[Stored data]
/---
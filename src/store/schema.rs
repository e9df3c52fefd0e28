//! Schema DDL. `date`/timestamp columns store epoch milliseconds throughout this
//! schema (the design note's "pick one canonical unit per table": every table here
//! uses ms, so `age_days_min` cleanup predicates multiply days by 86_400_000).

pub const CREATE_TABLE_STATEMENTS: &[&str] = &[
    r#"
    CREATE TABLE IF NOT EXISTS email_index (
        id TEXT PRIMARY KEY,
        thread_id TEXT,
        subject TEXT NOT NULL DEFAULT '',
        sender TEXT NOT NULL DEFAULT '',
        recipients TEXT NOT NULL DEFAULT '[]',
        date INTEGER NOT NULL DEFAULT 0,
        year INTEGER NOT NULL DEFAULT 0,
        size INTEGER NOT NULL DEFAULT 0,
        has_attachments INTEGER NOT NULL DEFAULT 0,
        labels TEXT NOT NULL DEFAULT '[]',
        snippet TEXT NOT NULL DEFAULT '',
        archived INTEGER NOT NULL DEFAULT 0,
        archive_date INTEGER,
        archive_location TEXT,
        category TEXT CHECK (category IN ('high','medium','low') OR category IS NULL),
        user_id TEXT
    )
    "#,
    "CREATE INDEX IF NOT EXISTS idx_email_index_user ON email_index(user_id)",
    "CREATE INDEX IF NOT EXISTS idx_email_index_user_date ON email_index(user_id, date DESC)",
    "CREATE INDEX IF NOT EXISTS idx_email_index_category ON email_index(user_id, category)",
    "CREATE INDEX IF NOT EXISTS idx_email_index_archived ON email_index(user_id, archived)",
    r#"
    CREATE TABLE IF NOT EXISTS job_statuses (
        job_id TEXT PRIMARY KEY,
        job_type TEXT NOT NULL,
        status TEXT NOT NULL CHECK (status IN ('PENDING','IN_PROGRESS','COMPLETED','FAILED','CANCELLED')),
        request_params TEXT NOT NULL DEFAULT '{}',
        progress INTEGER NOT NULL DEFAULT 0,
        results TEXT,
        error_details TEXT,
        created_at INTEGER NOT NULL,
        started_at INTEGER,
        completed_at INTEGER,
        updated_at INTEGER NOT NULL,
        user_id TEXT NOT NULL
    )
    "#,
    "CREATE INDEX IF NOT EXISTS idx_job_statuses_user ON job_statuses(user_id)",
    "CREATE INDEX IF NOT EXISTS idx_job_statuses_status ON job_statuses(status)",
    r#"
    CREATE TABLE IF NOT EXISTS cleanup_jobs (
        job_id TEXT PRIMARY KEY REFERENCES job_statuses(job_id) ON DELETE CASCADE,
        policy_id TEXT,
        triggered_by TEXT NOT NULL,
        priority TEXT NOT NULL DEFAULT 'normal',
        batch_size INTEGER NOT NULL DEFAULT 50,
        target_emails INTEGER,
        emails_analyzed INTEGER NOT NULL DEFAULT 0,
        emails_cleaned INTEGER NOT NULL DEFAULT 0,
        storage_freed INTEGER NOT NULL DEFAULT 0,
        errors_encountered INTEGER NOT NULL DEFAULT 0,
        current_batch INTEGER NOT NULL DEFAULT 0,
        total_batches INTEGER NOT NULL DEFAULT 0
    )
    "#,
    r#"
    CREATE TABLE IF NOT EXISTS archive_rules (
        id TEXT PRIMARY KEY,
        user_id TEXT NOT NULL,
        name TEXT NOT NULL,
        criteria TEXT NOT NULL,
        action TEXT NOT NULL,
        created_at INTEGER NOT NULL
    )
    "#,
    "CREATE INDEX IF NOT EXISTS idx_archive_rules_user ON archive_rules(user_id)",
    r#"
    CREATE TABLE IF NOT EXISTS archive_records (
        id TEXT PRIMARY KEY,
        user_id TEXT NOT NULL,
        email_id TEXT NOT NULL,
        method TEXT NOT NULL,
        location TEXT NOT NULL,
        created_at INTEGER NOT NULL
    )
    "#,
    "CREATE INDEX IF NOT EXISTS idx_archive_records_user ON archive_records(user_id)",
    r#"
    CREATE TABLE IF NOT EXISTS saved_searches (
        id TEXT PRIMARY KEY,
        user_id TEXT NOT NULL,
        name TEXT NOT NULL,
        criteria TEXT NOT NULL,
        created_at INTEGER NOT NULL
    )
    "#,
    "CREATE INDEX IF NOT EXISTS idx_saved_searches_user ON saved_searches(user_id)",
    r#"
    CREATE TABLE IF NOT EXISTS file_metadata (
        id TEXT PRIMARY KEY,
        file_path TEXT NOT NULL,
        original_filename TEXT NOT NULL,
        file_type TEXT NOT NULL CHECK (file_type IN ('email_export','archive_backup','search_result','attachment','log_file')),
        size_bytes INTEGER NOT NULL,
        mime_type TEXT,
        checksum_sha256 TEXT,
        encryption_status TEXT NOT NULL DEFAULT 'none' CHECK (encryption_status IN ('none','aes256','gpg')),
        compression_status TEXT NOT NULL DEFAULT 'none' CHECK (compression_status IN ('none','gzip','zip')),
        user_id TEXT NOT NULL,
        created_at INTEGER NOT NULL,
        updated_at INTEGER NOT NULL,
        accessed_at INTEGER,
        expires_at INTEGER
    )
    "#,
    "CREATE INDEX IF NOT EXISTS idx_file_metadata_user ON file_metadata(user_id)",
    "CREATE INDEX IF NOT EXISTS idx_file_metadata_expires ON file_metadata(expires_at)",
    r#"
    CREATE TABLE IF NOT EXISTS file_access_permissions (
        file_id TEXT NOT NULL REFERENCES file_metadata(id) ON DELETE CASCADE,
        user_id TEXT NOT NULL,
        permission_type TEXT NOT NULL CHECK (permission_type IN ('read','write','delete','share')),
        granted_by TEXT NOT NULL,
        granted_at INTEGER NOT NULL,
        expires_at INTEGER,
        is_active INTEGER NOT NULL DEFAULT 1,
        PRIMARY KEY (file_id, user_id, permission_type)
    )
    "#,
    r#"
    CREATE TABLE IF NOT EXISTS audit_log (
        id TEXT PRIMARY KEY,
        user_id TEXT,
        action TEXT NOT NULL,
        resource_type TEXT NOT NULL,
        resource_id TEXT,
        details TEXT,
        success INTEGER NOT NULL,
        error_message TEXT,
        ip_address TEXT,
        user_agent TEXT,
        session_id TEXT,
        created_at INTEGER NOT NULL
    )
    "#,
    "CREATE INDEX IF NOT EXISTS idx_audit_log_user ON audit_log(user_id)",
    r#"
    CREATE TABLE IF NOT EXISTS email_access_log (
        id TEXT PRIMARY KEY,
        user_id TEXT NOT NULL,
        email_id TEXT NOT NULL,
        accessed_at INTEGER NOT NULL
    )
    "#,
    "CREATE INDEX IF NOT EXISTS idx_email_access_log_user_email ON email_access_log(user_id, email_id)",
    r#"
    CREATE TABLE IF NOT EXISTS search_activity (
        id TEXT PRIMARY KEY,
        user_id TEXT NOT NULL,
        query TEXT NOT NULL,
        email_ids TEXT NOT NULL DEFAULT '[]',
        interacted_ids TEXT NOT NULL DEFAULT '[]',
        created_at INTEGER NOT NULL
    )
    "#,
    "CREATE INDEX IF NOT EXISTS idx_search_activity_user ON search_activity(user_id)",
    r#"
    CREATE TABLE IF NOT EXISTS email_access_summary (
        user_id TEXT NOT NULL,
        email_id TEXT NOT NULL,
        access_count INTEGER NOT NULL DEFAULT 0,
        last_accessed_at INTEGER,
        access_score REAL NOT NULL DEFAULT 0.0,
        PRIMARY KEY (user_id, email_id)
    )
    "#,
];

/// Added by migration when an existing store predates analyzer columns.
/// "duplicate column name" failures are tolerated as idempotent by the caller.
pub const MIGRATION_ADD_ANALYZER_COLUMNS: &[&str] = &[
    "ALTER TABLE email_index ADD COLUMN importance_score INTEGER",
    "ALTER TABLE email_index ADD COLUMN importance_level TEXT",
    "ALTER TABLE email_index ADD COLUMN importance_matched_rules TEXT",
    "ALTER TABLE email_index ADD COLUMN importance_confidence REAL",
    "ALTER TABLE email_index ADD COLUMN age_category TEXT",
    "ALTER TABLE email_index ADD COLUMN size_category TEXT",
    "ALTER TABLE email_index ADD COLUMN recency_score REAL",
    "ALTER TABLE email_index ADD COLUMN size_penalty REAL",
    "ALTER TABLE email_index ADD COLUMN gmail_category TEXT",
    "ALTER TABLE email_index ADD COLUMN spam_score REAL",
    "ALTER TABLE email_index ADD COLUMN promotional_score REAL",
    "ALTER TABLE email_index ADD COLUMN social_score REAL",
    "ALTER TABLE email_index ADD COLUMN spam_indicators TEXT",
    "ALTER TABLE email_index ADD COLUMN promotional_indicators TEXT",
    "ALTER TABLE email_index ADD COLUMN social_indicators TEXT",
    "ALTER TABLE email_index ADD COLUMN analysis_timestamp INTEGER",
    "ALTER TABLE email_index ADD COLUMN analysis_version TEXT",
];

pub const MIGRATION_ANALYZER_INDICES: &[&str] = &[
    "CREATE INDEX IF NOT EXISTS idx_email_index_importance ON email_index(user_id, importance_level)",
    "CREATE INDEX IF NOT EXISTS idx_email_index_gmail_category ON email_index(user_id, gmail_category)",
];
\---
INSTRUCTIONS TO FOLLOW - Output exactly the lines of the records from the first through the one bearing "days by 86_400_000).", both ends included.

YOUR RESPONSE -
filename src/store/schema.rs
repository e9df3c52fefd0e28
//! Schema DDL. `date`/timestamp columns store epoch milliseconds throughout this
//! schema (the design note's "pick one canonical unit per table": every table here
//! uses ms, so `age_days_min` cleanup predicates multiply days by 86_400_000).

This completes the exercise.